The Last Post
Saturday, July 4th, 2009
The dull toll of the morning bell broke through my sleep with the finesse of a wrecking ball. Headmasters are not supposed to have emotions. Headmasters are not supposed to have weaknesses. Headmasters are supposed to rise from their repose and transform instantly into their professional, scholarly and austere personas. Not this one. This one dragged his unwilling body out of bed by a force of will only marginally stronger than the opposite pull of the warm sheets. Just like every day of the seven years of his headmastership. If only Mr Letchmostly hadn’t run off with Morris Minor all those years ago, life might have been easier.
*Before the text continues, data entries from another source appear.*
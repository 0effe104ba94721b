use convfuse::ops::{
    bilinear, interpolation_weights, Conv2dGeometry, ConvPadding, MirrorPadMode, Paddings,
    ResizeSize, Strides,
};
use convfuse::{
    with_element_type, CpuBackendContext, Element, KernelError, KernelResult, Tensor,
};

use crate::kernel::conv2d_rows;

/// Attributes of [`FusedResizeAndPadConv2D`].
#[derive(Debug, Clone, PartialEq, Eq)]
pub struct FusedResizePadAttrs {
    /// `"REFLECT"` or `"SYMMETRIC"`.
    pub mode: String,
    pub strides: Vec<usize>,
    pub padding: String,
    pub resize_align_corners: bool,
}

/// Attributes of [`FusedPadConv2D`].
#[derive(Debug, Clone, PartialEq, Eq)]
pub struct FusedPadAttrs {
    pub mode: String,
    pub strides: Vec<usize>,
    pub padding: String,
}

#[derive(Debug, Clone, Copy)]
struct MirrorPadConv {
    mode: MirrorPadMode,
    strides: Strides,
    padding: ConvPadding,
}

impl MirrorPadConv {
    fn new(mode: &str, strides: &[usize], padding: &str) -> KernelResult<Self> {
        Ok(MirrorPadConv {
            mode: mode.parse()?,
            strides: Strides::from_nhwc(strides)?,
            padding: padding.parse()?,
        })
    }

    /// Convolves the (optionally resized) mirror-padded input without materializing either.
    fn compute(
        &self,
        op: &'static str,
        backend: &CpuBackendContext,
        input: &Tensor,
        resize: Option<(ResizeSize, bool)>,
        paddings: &Paddings,
        filter: &Tensor,
    ) -> KernelResult<Tensor> {
        if filter.dtype() != input.dtype() {
            return Err(KernelError::DTypeMismatch {
                expected: input.dtype(),
                actual: filter.dtype(),
            });
        }
        let [batch, in_h, in_w, depth] = input.shape().as_nhwc().ok_or_else(|| {
            KernelError::shape_mismatch(format!(
                "{op} expects a rank-4 NHWC input, got {:?}",
                input.dims()
            ))
        })?;
        if in_h == 0 || in_w == 0 {
            return Err(KernelError::invalid_argument(format!(
                "{op} input must have positive spatial size"
            )));
        }
        paddings.validate_spatial_only()?;
        let (rh, rw) = match resize {
            Some((size, _)) => (size.height, size.width),
            None => (in_h, in_w),
        };
        let resized = [batch, rh, rw, depth];
        paddings.validate_mirror(resized, self.mode)?;
        let g = Conv2dGeometry::new(
            paddings.padded_dims(resized),
            filter.shape(),
            self.strides,
            self.padding,
        )?;
        tracing::debug!(
            op,
            mode = %self.mode,
            dtype = %input.dtype(),
            input = %input.shape(),
            resized_h = rh,
            resized_w = rw,
            filter = %filter.shape(),
            threads = backend.max_num_threads(),
            "computing fused mirror-pad conv2d"
        );

        let mode = self.mode;
        let pad_top = paddings.dim(1)[0];
        let pad_left = paddings.dim(2)[0];
        with_element_type!(input.dtype(), E => {
            let source = input.as_slice::<E>()?;
            let filter = filter.as_slice::<E>()?;
            let at = |n: usize, y: usize, x: usize, c: usize| {
                source[((n * in_h + y) * in_w + x) * depth + c]
            };
            let values = match resize {
                None => conv2d_rows::<E, _, _>(
                    backend,
                    &g,
                    filter,
                    |n, y, x, c| {
                        let sy = mode.source_index(y, pad_top, rh);
                        let sx = mode.source_index(x, pad_left, rw);
                        at(n, sy, sx, c).to_f64()
                    },
                    |_, value| value,
                )?,
                Some((size, align_corners)) => {
                    let ys = interpolation_weights(in_h, size.height, align_corners);
                    let xs = interpolation_weights(in_w, size.width, align_corners);
                    conv2d_rows::<E, _, _>(
                        backend,
                        &g,
                        filter,
                        |n, y, x, c| {
                            let yi = ys[mode.source_index(y, pad_top, rh)];
                            let xi = xs[mode.source_index(x, pad_left, rw)];
                            let value = bilinear(
                                at(n, yi.lower, xi.lower, c).to_f32(),
                                at(n, yi.lower, xi.upper, c).to_f32(),
                                at(n, yi.upper, xi.lower, c).to_f32(),
                                at(n, yi.upper, xi.upper, c).to_f32(),
                                xi.lerp,
                                yi.lerp,
                            );
                            E::from_f32(value).to_f64()
                        },
                        |_, value| value,
                    )?
                }
            };
            Tensor::from_vec(g.output_shape(), values)
        })
    }
}

/// Bilinear resize, mirror pad and convolution in a single pass.
#[derive(Debug, Clone, Copy)]
pub struct FusedResizeAndPadConv2D {
    inner: MirrorPadConv,
    align_corners: bool,
}

impl FusedResizeAndPadConv2D {
    pub const NAME: &'static str = "FusedResizeAndPadConv2D";

    pub fn new(attrs: &FusedResizePadAttrs) -> KernelResult<Self> {
        Ok(FusedResizeAndPadConv2D {
            inner: MirrorPadConv::new(&attrs.mode, &attrs.strides, &attrs.padding)?,
            align_corners: attrs.resize_align_corners,
        })
    }

    pub fn compute(
        &self,
        backend: &CpuBackendContext,
        input: &Tensor,
        size: ResizeSize,
        paddings: &Paddings,
        filter: &Tensor,
    ) -> KernelResult<Tensor> {
        self.inner.compute(
            Self::NAME,
            backend,
            input,
            Some((size, self.align_corners)),
            paddings,
            filter,
        )
    }
}

/// Mirror pad and convolution in a single pass.
#[derive(Debug, Clone, Copy)]
pub struct FusedPadConv2D {
    inner: MirrorPadConv,
}

impl FusedPadConv2D {
    pub const NAME: &'static str = "FusedPadConv2D";

    pub fn new(attrs: &FusedPadAttrs) -> KernelResult<Self> {
        Ok(FusedPadConv2D {
            inner: MirrorPadConv::new(&attrs.mode, &attrs.strides, &attrs.padding)?,
        })
    }

    pub fn compute(
        &self,
        backend: &CpuBackendContext,
        input: &Tensor,
        paddings: &Paddings,
        filter: &Tensor,
    ) -> KernelResult<Tensor> {
        self.inner
            .compute(Self::NAME, backend, input, None, paddings, filter)
    }
}
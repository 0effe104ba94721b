//! Invocation of the fused kernel under test.

use std::sync::Arc;

use anyhow::Result;
use convfuse::{BackendContextRegistry, ExecutionContext, Tensor};
use convfuse_backend_fused::{
    FusedConv2D, FusedConv2dAttrs, FusedPadAttrs, FusedPadConv2D, FusedResizeAndPadConv2D,
    FusedResizePadAttrs,
};

use crate::config::{FusedPipeline, TrialConfig, TrialInputs};

/// Runs the single fused kernel a trial describes.
pub trait FusedInvoker: Send + Sync {
    fn name(&self) -> &str;

    fn invoke(&self, config: &TrialConfig, inputs: &TrialInputs) -> Result<Tensor>;
}

/// Invokes the CPU fused kernels on the backend lent to `context`.
///
/// The backend is borrowed from the registry on every invocation; the invoker never owns
/// or tears it down.
pub struct CpuFusedInvoker {
    registry: Arc<BackendContextRegistry>,
    context: ExecutionContext,
}

impl CpuFusedInvoker {
    pub fn new(registry: Arc<BackendContextRegistry>, context: ExecutionContext) -> Self {
        CpuFusedInvoker { registry, context }
    }

    /// A private registry with `context` already registered.
    pub fn standalone(context: ExecutionContext) -> Self {
        let registry = Arc::new(BackendContextRegistry::new());
        registry.register(&context);
        Self::new(registry, context)
    }

    pub fn context(&self) -> &ExecutionContext {
        &self.context
    }

    pub fn registry(&self) -> &Arc<BackendContextRegistry> {
        &self.registry
    }
}

impl FusedInvoker for CpuFusedInvoker {
    fn name(&self) -> &str {
        "cpu-fused"
    }

    fn invoke(&self, config: &TrialConfig, inputs: &TrialInputs) -> Result<Tensor> {
        let backend = self.registry.get_or_create(&self.context)?;
        let strides = config.strides().to_nhwc();
        let padding = config.padding.as_str().to_string();
        let output = match &config.pipeline {
            FusedPipeline::ConvEpilogue(spec) => {
                let op = FusedConv2D::new(&FusedConv2dAttrs {
                    fused_ops: spec.names(),
                    num_args: spec.num_args(),
                    strides,
                    padding,
                })?;
                op.compute(&backend, &inputs.input, &inputs.filter, &inputs.args)?
            }
            FusedPipeline::ResizePadConv { resize, pad } => {
                let op = FusedResizeAndPadConv2D::new(&FusedResizePadAttrs {
                    mode: pad.mode.as_str().to_string(),
                    strides,
                    padding,
                    resize_align_corners: resize.align_corners,
                })?;
                op.compute(
                    &backend,
                    &inputs.input,
                    resize.size,
                    &pad.paddings(),
                    &inputs.filter,
                )?
            }
            FusedPipeline::PadConv { pad } => {
                let op = FusedPadConv2D::new(&FusedPadAttrs {
                    mode: pad.mode.as_str().to_string(),
                    strides,
                    padding,
                })?;
                op.compute(&backend, &inputs.input, &pad.paddings(), &inputs.filter)?
            }
        };
        Ok(output)
    }
}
But as consciousness gradually displaced somnambulism, I remembered that today was not just like every day, and my appetite for it grew. Today was to be Speech Day, and the last day of term: a day of emotion and lasting memories, a day of moment. I could still remember my own last day of school – not, as some of the girls would have it, before the invention of the motor car, but nevertheless a good few decades ago – and the realisation that for all the girls and boys who were leaving us, today’s memories would live with them throughout their lives, even after most of them had lost touch with each other, was touchingly poignant. The Last Day, like the distant wave of a lover left quayside by a parting ship, is the abiding memory which encapsulates all the highs and low, dramas and tears, friendships and fights, romances and adventures of whole years of schooldays. Do our final year pupils leave the school, or, as they each follow the path life has set out for them, does the school leave them?